◆ PROBLEM REQUIREMENTS:
Return all lines in the material below that contain "FieldKind".

◆ TASK DATA:
▬▬▬

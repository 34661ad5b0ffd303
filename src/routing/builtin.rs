//! Built-in route predicate factories.
//!
//! Each factory pairs a serde config with an explicit field schema; the
//! registry looks them up by [`Factory::name`].

use axum::http::Method;
use regex::Regex;
use serde::{Deserialize, Serialize};

use crate::routing::factory::{
    Factory, FieldKind, FieldSpec, RoutePredicateFactory, ShortcutType, Validate,
};
use crate::routing::matcher::{HostPattern, PathPattern};
use crate::routing::predicate::{from_fn, BoxPredicate};
use crate::routing::registry::FactoryRegistry;

/// Register every built-in predicate factory.
pub fn register_predicates(registry: &mut FactoryRegistry) {
    registry
        .register_predicate(PathRoutePredicateFactory)
        .register_predicate(HostRoutePredicateFactory)
        .register_predicate(MethodRoutePredicateFactory)
        .register_predicate(HeaderRoutePredicateFactory);
}

/// Ant-style path matching, e.g. `Path=/api/**,/v2/**`.
#[derive(Debug, Clone, Copy, Default)]
pub struct PathRoutePredicateFactory;

#[derive(Debug, Clone, Serialize, Deserialize)]
pub struct PathConfig {
    pub patterns: Vec<String>,
    /// `/a/x/` also matches `/a/x`-style patterns unless turned off.
    pub match_trailing_slash: bool,
}

impl Default for PathConfig {
    fn default() -> Self {
        Self {
            patterns: Vec::new(),
            match_trailing_slash: true,
        }
    }
}

impl Validate for PathConfig {
    fn validate(&self) -> Result<(), String> {
        if self.patterns.is_empty() {
            return Err("at least one pattern is required".to_string());
        }
        Ok(())
    }
}

impl Factory for PathRoutePredicateFactory {
    type Config = PathConfig;

    fn name(&self) -> &str {
        "Path"
    }

    fn schema(&self) -> &'static [FieldSpec] {
        const SCHEMA: &[FieldSpec] = &[
            FieldSpec::new("patterns", FieldKind::List),
            FieldSpec::new("match_trailing_slash", FieldKind::Bool),
        ];
        SCHEMA
    }

    fn shortcut_type(&self) -> ShortcutType {
        ShortcutType::GatherListTailFlag
    }

    fn shortcut_field_order(&self) -> &'static [&'static str] {
        &["patterns", "match_trailing_slash"]
    }
}

impl RoutePredicateFactory for PathRoutePredicateFactory {
    fn apply_async(&self, config: PathConfig) -> BoxPredicate {
        let patterns: Vec<PathPattern> = config.patterns.into_iter().map(PathPattern::new).collect();
        let trailing = config.match_trailing_slash;
        from_fn(move |exchange| {
            let path = exchange.path();
            patterns.iter().any(|p| p.matches(path, trailing))
        })
    }
}

/// Host header matching, e.g. `Host=**.example.com`.
#[derive(Debug, Clone, Copy, Default)]
pub struct HostRoutePredicateFactory;

#[derive(Debug, Clone, Default, Serialize, Deserialize)]
pub struct HostConfig {
    pub patterns: Vec<String>,
}

impl Validate for HostConfig {
    fn validate(&self) -> Result<(), String> {
        if self.patterns.is_empty() {
            return Err("at least one host pattern is required".to_string());
        }
        Ok(())
    }
}

impl Factory for HostRoutePredicateFactory {
    type Config = HostConfig;

    fn name(&self) -> &str {
        "Host"
    }

    fn schema(&self) -> &'static [FieldSpec] {
        const SCHEMA: &[FieldSpec] = &[FieldSpec::new("patterns", FieldKind::List)];
        SCHEMA
    }

    fn shortcut_type(&self) -> ShortcutType {
        ShortcutType::GatherList
    }

    fn shortcut_field_order(&self) -> &'static [&'static str] {
        &["patterns"]
    }
}

impl RoutePredicateFactory for HostRoutePredicateFactory {
    fn apply_async(&self, config: HostConfig) -> BoxPredicate {
        let patterns: Vec<HostPattern> = config.patterns.into_iter().map(HostPattern::new).collect();
        from_fn(move |exchange| {
            let host = exchange
                .headers()
                .get("host")
                .and_then(|h| h.to_str().ok())
                .or_else(|| exchange.uri().host());
            match host {
                Some(host) => patterns.iter().any(|p| p.matches(host)),
                None => false,
            }
        })
    }
}

/// HTTP method matching, e.g. `Method=GET,POST`.
#[derive(Debug, Clone, Copy, Default)]
pub struct MethodRoutePredicateFactory;

#[derive(Debug, Clone, Default, Serialize, Deserialize)]
pub struct MethodConfig {
    pub methods: Vec<String>,
}

impl Validate for MethodConfig {
    fn validate(&self) -> Result<(), String> {
        if self.methods.is_empty() {
            return Err("at least one method is required".to_string());
        }
        for m in &self.methods {
            Method::from_bytes(m.to_uppercase().as_bytes())
                .map_err(|_| format!("invalid method '{}'", m))?;
        }
        Ok(())
    }
}

impl Factory for MethodRoutePredicateFactory {
    type Config = MethodConfig;

    fn name(&self) -> &str {
        "Method"
    }

    fn schema(&self) -> &'static [FieldSpec] {
        const SCHEMA: &[FieldSpec] = &[FieldSpec::new("methods", FieldKind::List)];
        SCHEMA
    }

    fn shortcut_type(&self) -> ShortcutType {
        ShortcutType::GatherList
    }

    fn shortcut_field_order(&self) -> &'static [&'static str] {
        &["methods"]
    }
}

impl RoutePredicateFactory for MethodRoutePredicateFactory {
    fn apply_async(&self, config: MethodConfig) -> BoxPredicate {
        let methods: Vec<Method> = config
            .methods
            .iter()
            .filter_map(|m| Method::from_bytes(m.to_uppercase().as_bytes()).ok())
            .collect();
        from_fn(move |exchange| methods.contains(exchange.method()))
    }
}

/// Header presence or value matching, e.g. `Header=X-Request-Id, \d+`.
#[derive(Debug, Clone, Copy, Default)]
pub struct HeaderRoutePredicateFactory;

#[derive(Debug, Clone, Default, Serialize, Deserialize)]
pub struct HeaderConfig {
    pub header: String,
    pub regexp: Option<String>,
}

impl Validate for HeaderConfig {
    fn validate(&self) -> Result<(), String> {
        if self.header.is_empty() {
            return Err("header name is required".to_string());
        }
        if let Some(re) = &self.regexp {
            Regex::new(re).map_err(|e| format!("invalid regexp: {}", e))?;
        }
        Ok(())
    }
}

impl Factory for HeaderRoutePredicateFactory {
    type Config = HeaderConfig;

    fn name(&self) -> &str {
        "Header"
    }

    fn schema(&self) -> &'static [FieldSpec] {
        const SCHEMA: &[FieldSpec] = &[
            FieldSpec::new("header", FieldKind::Str),
            FieldSpec::new("regexp", FieldKind::Str),
        ];
        SCHEMA
    }

    fn shortcut_field_order(&self) -> &'static [&'static str] {
        &["header", "regexp"]
    }
}

impl RoutePredicateFactory for HeaderRoutePredicateFactory {
    fn apply_async(&self, config: HeaderConfig) -> BoxPredicate {
        // Validated during binding.
        let regex = config
            .regexp
            .as_deref()
            .and_then(|re| Regex::new(&format!("^(?:{})$", re)).ok());
        let header = config.header;
        from_fn(move |exchange| {
            let values = exchange.headers().get_all(header.as_str());
            match &regex {
                None => values.iter().next().is_some(),
                Some(re) => values
                    .iter()
                    .filter_map(|v| v.to_str().ok())
                    .any(|v| re.is_match(v)),
            }
        })
    }
}

#[cfg(test)]
mod tests {
    use super::*;
    use crate::http::exchange::Exchange;
    use crate::routing::binder::{normalize, NoBeans};
    use crate::routing::definition::PredicateDefinition;
    use crate::routing::factory::PredicateFactoryEntry;
    use axum::body::Body;
    use axum::http::Request;

    fn build(text: &str) -> BoxPredicate {
        let mut registry = FactoryRegistry::new();
        register_predicates(&mut registry);
        let def: PredicateDefinition = text.parse().unwrap();
        let factory = registry.predicate(&def.name).unwrap();
        let props = normalize(&def.args, &factory.shortcut(), &NoBeans).unwrap();
        factory.build(&props).unwrap()
    }

    fn request(method: &str, uri: &str, headers: &[(&str, &str)]) -> Exchange {
        let mut builder = Request::builder().method(method).uri(uri);
        for (k, v) in headers {
            builder = builder.header(*k, *v);
        }
        Exchange::new(builder.body(Body::empty()).unwrap())
    }

    #[tokio::test]
    async fn test_path_predicate() {
        let p = build("Path=/api/**,/v2/*");
        assert!(p.test(&request("GET", "/api/x", &[])).await.unwrap());
        assert!(p.test(&request("GET", "/v2/a", &[])).await.unwrap());
        assert!(!p.test(&request("GET", "/other", &[])).await.unwrap());
    }

    #[tokio::test]
    async fn test_path_trailing_slash() {
        let lenient = build("Path=/api/x");
        assert!(lenient.test(&request("GET", "/api/x/", &[])).await.unwrap());

        let strict = build("Path=/api/x, false");
        assert!(strict.test(&request("GET", "/api/x", &[])).await.unwrap());
        assert!(!strict.test(&request("GET", "/api/x/", &[])).await.unwrap());
    }

    #[tokio::test]
    async fn test_path_trailing_comma_does_not_widen() {
        let p = build("Path=/api/**,");
        assert!(p.test(&request("GET", "/api/a", &[])).await.unwrap());
        assert!(!p.test(&request("GET", "/", &[])).await.unwrap());
    }

    #[tokio::test]
    async fn test_host_predicate() {
        let p = build("Host=**.example.com");
        assert!(p.test(&request("GET", "/", &[("host", "API.example.com")])).await.unwrap());
        assert!(!p.test(&request("GET", "/", &[("host", "example.org")])).await.unwrap());
        assert!(!p.test(&request("GET", "/", &[])).await.unwrap());
    }

    #[tokio::test]
    async fn test_method_predicate() {
        let p = build("Method=get,POST");
        assert!(p.test(&request("GET", "/", &[])).await.unwrap());
        assert!(p.test(&request("POST", "/", &[])).await.unwrap());
        assert!(!p.test(&request("DELETE", "/", &[])).await.unwrap());
    }

    #[tokio::test]
    async fn test_header_predicate() {
        let p = build("Header=X-Version,\\d+");
        assert!(p.test(&request("GET", "/", &[("x-version", "12")])).await.unwrap());
        assert!(!p.test(&request("GET", "/", &[("x-version", "v1")])).await.unwrap());

        let presence = build("Header=X-Debug");
        assert!(presence.test(&request("GET", "/", &[("x-debug", "")])).await.unwrap());
        assert!(!presence.test(&request("GET", "/", &[])).await.unwrap());
    }
}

▬▬▬

◆ REPLY:
    Factory, FieldKind, FieldSpec, RoutePredicateFactory, ShortcutType, Validate,
            FieldSpec::new("patterns", FieldKind::List),
            FieldSpec::new("match_trailing_slash", FieldKind::Bool),
        const SCHEMA: &[FieldSpec] = &[FieldSpec::new("patterns", FieldKind::List)];
        const SCHEMA: &[FieldSpec] = &[FieldSpec::new("methods", FieldKind::List)];
            FieldSpec::new("header", FieldKind::Str),
            FieldSpec::new("regexp", FieldKind::Str),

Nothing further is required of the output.